All the data is stored in one Orders dataframe.

Orders Dataframe

Transform Speech to Text

I call Google Speech to Text API to convert the speech to text, however for this project, there are a lot of product names and customer names which aren’t standard english words, so I have to pass these non-standard product names and customer names to the API as hint words so it can recognize them better.

Besides if the user mention a number in the question. Sometimes the recognition is smart enough to change it to Arabic numerals, but sometimes it won’t, so I will need to handle that situation as well by converting all numbers to Arabic numerals.

The system will get triggerd by “Hey Google” followed by questions. And it will terminate when user say GoodBye !

Intent Classification Model

Currently the model will classify query into one of four categories. These four categories are:

  • customerOrder: what is scout order for tomorrow?
  • productOrder: what is mini croissant order for tomorrow?
  • who: Who gets 10 plain croissants today?
  • quantity: How many baguettes does Novo get today?

Since I only got few questions from the client, so I generate my own questions for that I extract all product names, customer names and times. I use a list of common prefix combined with random entity names to generate quesions. Each category will have 500 training questions.

Common Prefix for customerOrder:
['what is ', 'tell me about ', 'I want to know ', 'do you know ']
Common Prefix for productOrder:
[‘what is ‘, ‘tell me about ‘, ‘I want to know ‘, ‘do you know ‘, ‘can you tell me ‘]
Common Prefix for who:
['who ', 'tell me who ', 'I want to know who ', 'do you know who ']
Common Prefix for quantity:
['how many ', 'tell me how many ']

I have used the Multinomial Naive Bayes algorithm for prediction because I find it easy to implement and it has high accuracy.

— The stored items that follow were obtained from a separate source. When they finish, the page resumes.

use axum::routing::post;
use axum::Router;
use utoipa::OpenApi;

use super::handlers::analyze_receipt_image::{__path_analyze_receipt_image, analyze_receipt_image};
use crate::application::http::server::app_state::AppState;

#[derive(OpenApi)]
#[openapi(paths(analyze_receipt_image))]
pub struct ReceiptAnalysisApiDoc;

pub fn receipt_analysis_routes(state: AppState) -> Router<AppState> {
    Router::new().route(
        &format!(
            "{}/receipt-analysis/image",
            state.args.server.root_path
        ),
        post(analyze_receipt_image),
    )
}
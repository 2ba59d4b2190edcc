use crate::{
    domain::common::{services::Service, EcoscanConfig, ProviderKind},
    infrastructure::llm::{GeminiLlmClient, LlmProvider, PerplexityLlmClient},
};

pub type EcoscanService = Service<LlmProvider>;

/// Assembles the analysis service from resolved configuration.
pub fn create_service(config: EcoscanConfig) -> Result<EcoscanService, anyhow::Error> {
    let provider: ProviderKind = config.llm.provider.parse()?;

    let api_key = resolve_api_key(config.llm.api_key, provider);
    if api_key.is_none() {
        tracing::warn!(
            "no provider API key configured; analysis requests will be rejected until one is set"
        );
    }

    let model = config
        .llm
        .model
        .unwrap_or_else(|| provider.default_model().to_string());

    let client = match provider {
        ProviderKind::Gemini => LlmProvider::Gemini(GeminiLlmClient::new(api_key, model.clone())),
        ProviderKind::Perplexity => {
            LlmProvider::Perplexity(PerplexityLlmClient::new(api_key, model.clone()))
        }
    };

    Ok(Service::new(client, model, config.retry))
}

/// An explicit value wins, then the provider's conventional environment
/// variable, else absent.
fn resolve_api_key(explicit: Option<String>, provider: ProviderKind) -> Option<String> {
    explicit
        .filter(|key| !key.trim().is_empty())
        .or_else(|| std::env::var(provider.api_key_env()).ok())
        .filter(|key| !key.trim().is_empty())
}
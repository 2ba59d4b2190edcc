use std::sync::Arc;

use axum_test::multipart::MultipartForm;
use axum_test::TestServer;
use clap::Parser;
use ecoscan_api::application::http::server::http_server::{router, state};
use ecoscan_api::args::Args;

#[tokio::test]
async fn analyze_without_an_image_is_rejected() {
    let args = Args::parse_from([
        "ecoscan-api",
        "--llm-provider",
        "perplexity",
        "--llm-api-key",
        "test-key",
    ]);
    let state = state(Arc::new(args)).await.expect("state should build");
    let server = TestServer::new(router(state).expect("router should build"))
        .expect("server should start");

    let response = server
        .post("/receipt-analysis/image")
        .multipart(MultipartForm::new().add_text("note", "no image here"))
        .await;

    response.assert_status_bad_request();
}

The OneVsRest strategy can be used for multi-label learning, where a classifier is used to predict multiple labels for instance. Naive Bayes supports multi-class, but we are in a multi-label scenario, therefore, we wrap Naive Bayes in the OneVsRestClassifier.

Entity Extraction

At first I was thinkg using Spacy to train a custom model for entity extraction, however I found that it’s not necessary since our data set it small so I can retrieve all the possible customer and product names and use that to check if query contains product or customer. However this method sometimes doesn’t work when the speech recognition fail to translate to text.

Input: How many bacon date scone does cornercopia get today?
Recognized: How many bacon date scone does cornucopia get today?

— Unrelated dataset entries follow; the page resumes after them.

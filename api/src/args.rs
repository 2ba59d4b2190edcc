use clap::Parser;
use ecoscan_core::domain::common::{retry::RetryPolicy, EcoscanConfig, LlmConfig};

#[derive(Debug, Clone, Parser)]
#[command(name = "ecoscan-api", about = "Carbon-footprint receipt analysis API")]
pub struct Args {
    #[command(flatten)]
    pub server: ServerArgs,

    #[command(flatten)]
    pub llm: LlmArgs,

    /// Include the provider's raw reply in analysis responses.
    #[arg(long, env = "ECOSCAN_DEBUG_RAW_RESPONSE", default_value_t = false)]
    pub debug_raw_response: bool,
}

#[derive(Debug, Clone, clap::Args)]
pub struct ServerArgs {
    #[arg(long = "host", env = "SERVER_HOST", default_value = "0.0.0.0")]
    pub host: String,

    #[arg(long = "port", env = "SERVER_PORT", default_value_t = 4000)]
    pub port: u16,

    #[arg(long = "root-path", env = "SERVER_ROOT_PATH", default_value = "")]
    pub root_path: String,

    #[arg(
        long = "allowed-origins",
        env = "SERVER_ALLOWED_ORIGINS",
        value_delimiter = ',',
        default_value = "http://localhost:5173"
    )]
    pub allowed_origins: Vec<String>,
}

#[derive(Debug, Clone, clap::Args)]
pub struct LlmArgs {
    /// Hosted model provider: `gemini` or `perplexity`.
    #[arg(long = "llm-provider", env = "LLM_PROVIDER", default_value = "gemini")]
    pub provider: String,

    /// Provider API key; GEMINI_API_KEY / PERPLEXITY_API_KEY are consulted
    /// when this is not set.
    #[arg(long = "llm-api-key", env = "LLM_API_KEY")]
    pub api_key: Option<String>,

    /// Model override; defaults are fixed per provider.
    #[arg(long = "llm-model", env = "LLM_MODEL")]
    pub model: Option<String>,
}

impl From<Args> for EcoscanConfig {
    fn from(args: Args) -> Self {
        EcoscanConfig {
            llm: LlmConfig {
                provider: args.llm.provider,
                api_key: args.llm.api_key,
                model: args.llm.model,
            },
            retry: RetryPolicy::default(),
        }
    }
}
//! Type definitions and aliases for the bot.
//!
//! This module contains shared types used throughout the application.

/// Bot application data shared across all commands.
///
/// This data is accessible in all command handlers through the context.
/// The ping command only reads live connection state, so no fields are
/// needed.
pub struct Data {}

/// Error type for bot commands (maintains compatibility with poise).
pub type Error = Box<dyn std::error::Error + Send + Sync>;

/// Command context type alias for easier usage.
pub type Context<'a> = poise::Context<'a, Data, Error>;
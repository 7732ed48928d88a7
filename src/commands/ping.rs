//! Ping command reporting the live gateway latency.

use crate::types::{Context, Error};
use poise::serenity_prelude as serenity;
use std::time::Duration;

const EMBED_COLOUR: u32 = 0x00ff00;

/// Check bot latency
#[poise::command(slash_command)]
pub async fn ping(context: Context<'_>) -> Result<(), Error> {
    let heartbeat = context.ping().await;
    let latency = latency_millis(heartbeat);

    let embed = serenity::CreateEmbed::new()
        .title("🏓 Pong!")
        .description(format!("Bot latency: **{}ms**", latency))
        .colour(EMBED_COLOUR);

    context
        .send(poise::CreateReply::default().embed(embed))
        .await?;

    Ok(())
}

/// Convert a heartbeat round-trip to whole milliseconds.
///
/// Uses `f64::round`, so ties round away from zero (42.5ms displays as 43ms).
fn latency_millis(heartbeat: Duration) -> u64 {
    (heartbeat.as_secs_f64() * 1000.0).round() as u64
}
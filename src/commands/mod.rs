//! Discord bot commands.
//!
//! This module contains all available bot commands.

pub mod ping;

pub use ping::ping;

#[cfg(test)]
mod tests {
    use super::*;

    #[test]
    fn test_ping_is_registered_as_slash_command() {
        let command = ping();
        assert_eq!(command.name, "ping");
        assert!(command.slash_action.is_some());
    }
}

Here cornercopia is the customer name, but sometimes the speech recognition will detect it as cornucopia.

To solve this question, I use gestalt pattern matching algorithm. The idea is to find the longest contiguous matching subsequence that contains no “junk” elements; these “junk” elements are ones that are uninteresting in some sense, such as blank lines or whitespace.

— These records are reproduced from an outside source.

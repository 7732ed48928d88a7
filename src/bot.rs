use crate::commands::ping;
use crate::types::{Data, Error};
use pongbot::Config;
use poise::serenity_prelude as serenity;
use tracing::{error, info};
use tracing_subscriber::EnvFilter;

pub async fn run() -> pongbot::Result<()> {
    tracing_subscriber::fmt()
        .with_env_filter(
            EnvFilter::try_from_default_env().unwrap_or_else(|_| EnvFilter::new("pongbot=info")),
        )
        .try_init()
        .ok();

    let config = Config::from_env()?;

    info!("Starting pongbot...");

    // Slash command interactions arrive over the gateway without any intents,
    // so the bot requests none (no message content, presence or member lists).
    let intents = serenity::GatewayIntents::empty();

    let framework = poise::Framework::builder()
        .options(poise::FrameworkOptions {
            commands: vec![ping()],
            event_handler: |context, event, framework, data| {
                Box::pin(handle_event(context, event, framework, data))
            },
            on_error: |error| Box::pin(on_error(error)),
            ..Default::default()
        })
        .setup(|_context, _ready, _framework| Box::pin(async move { Ok(Data {}) }))
        .build();

    let mut client = serenity::ClientBuilder::new(config.discord_token, intents)
        .framework(framework)
        .await?;

    client.start().await?;

    Ok(())
}

async fn handle_event(
    context: &serenity::Context,
    event: &serenity::FullEvent,
    framework: poise::FrameworkContext<'_, Data, Error>,
    _data: &Data,
) -> Result<(), Error> {
    if let serenity::FullEvent::Ready { data_about_bot } = event {
        info!("{} is online", data_about_bot.user.name);

        // Ready fires again after a reconnect, which re-syncs the command set.
        let commands = &framework.options().commands;
        let result = poise::builtins::register_globally(context, commands).await;
        log_sync_result(result, commands.len());
    }

    Ok(())
}

/// Report the outcome of a command sync.
///
/// A failed sync is logged and swallowed; the bot stays online and the
/// command becomes available again on the next successful sync.
fn log_sync_result(result: Result<(), serenity::Error>, count: usize) {
    match result {
        Ok(()) => info!("Synced {} command(s)", count),
        Err(e) => error!("Failed to sync commands: {}", e),
    }
}

async fn on_error(error: poise::FrameworkError<'_, Data, Error>) {
    match error {
        poise::FrameworkError::Setup { error, .. } => {
            error!("Error during setup: {error:?}");
        }
        poise::FrameworkError::Command { error, ctx, .. } => {
            error!(
                "Error in command /{}: {error:?}",
                ctx.command().qualified_name
            );
        }
        other => {
            if let Err(e) = poise::builtins::on_error(other).await {
                error!("Error while handling error: {}", e);
            }
        }
    }
}

#[cfg(test)]
mod tests {
    use super::*;

    #[test]
    fn test_failed_sync_is_logged_not_propagated() {
        // A sync error must return normally so the event loop keeps running
        log_sync_result(Err(serenity::Error::Other("network down")), 1);
    }

    #[test]
    fn test_successful_sync_returns_normally() {
        log_sync_result(Ok(()), 1);
    }
}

For example, given a query and a list of all possible customer name, if we want to extract customer name from the query, we first determine the length of the customer name, then we find all ngrams from the query where n is the length of the customer name. After that, we find the similarity between the customer name and these ngrams by gestalt pattern matching algorithm. If the similairty score is higher than certain value (defalut 0.9), then we extract the entity from the query.

Find the correct data to Respond

After the model classify the query into one of the four buckets. The program extract the entity from the query. If it can’t extract any entity, it will just respond with “I do not understand, please ask me another question”, otherwise it will create filters based on these entities and get the correct result back from dataframe.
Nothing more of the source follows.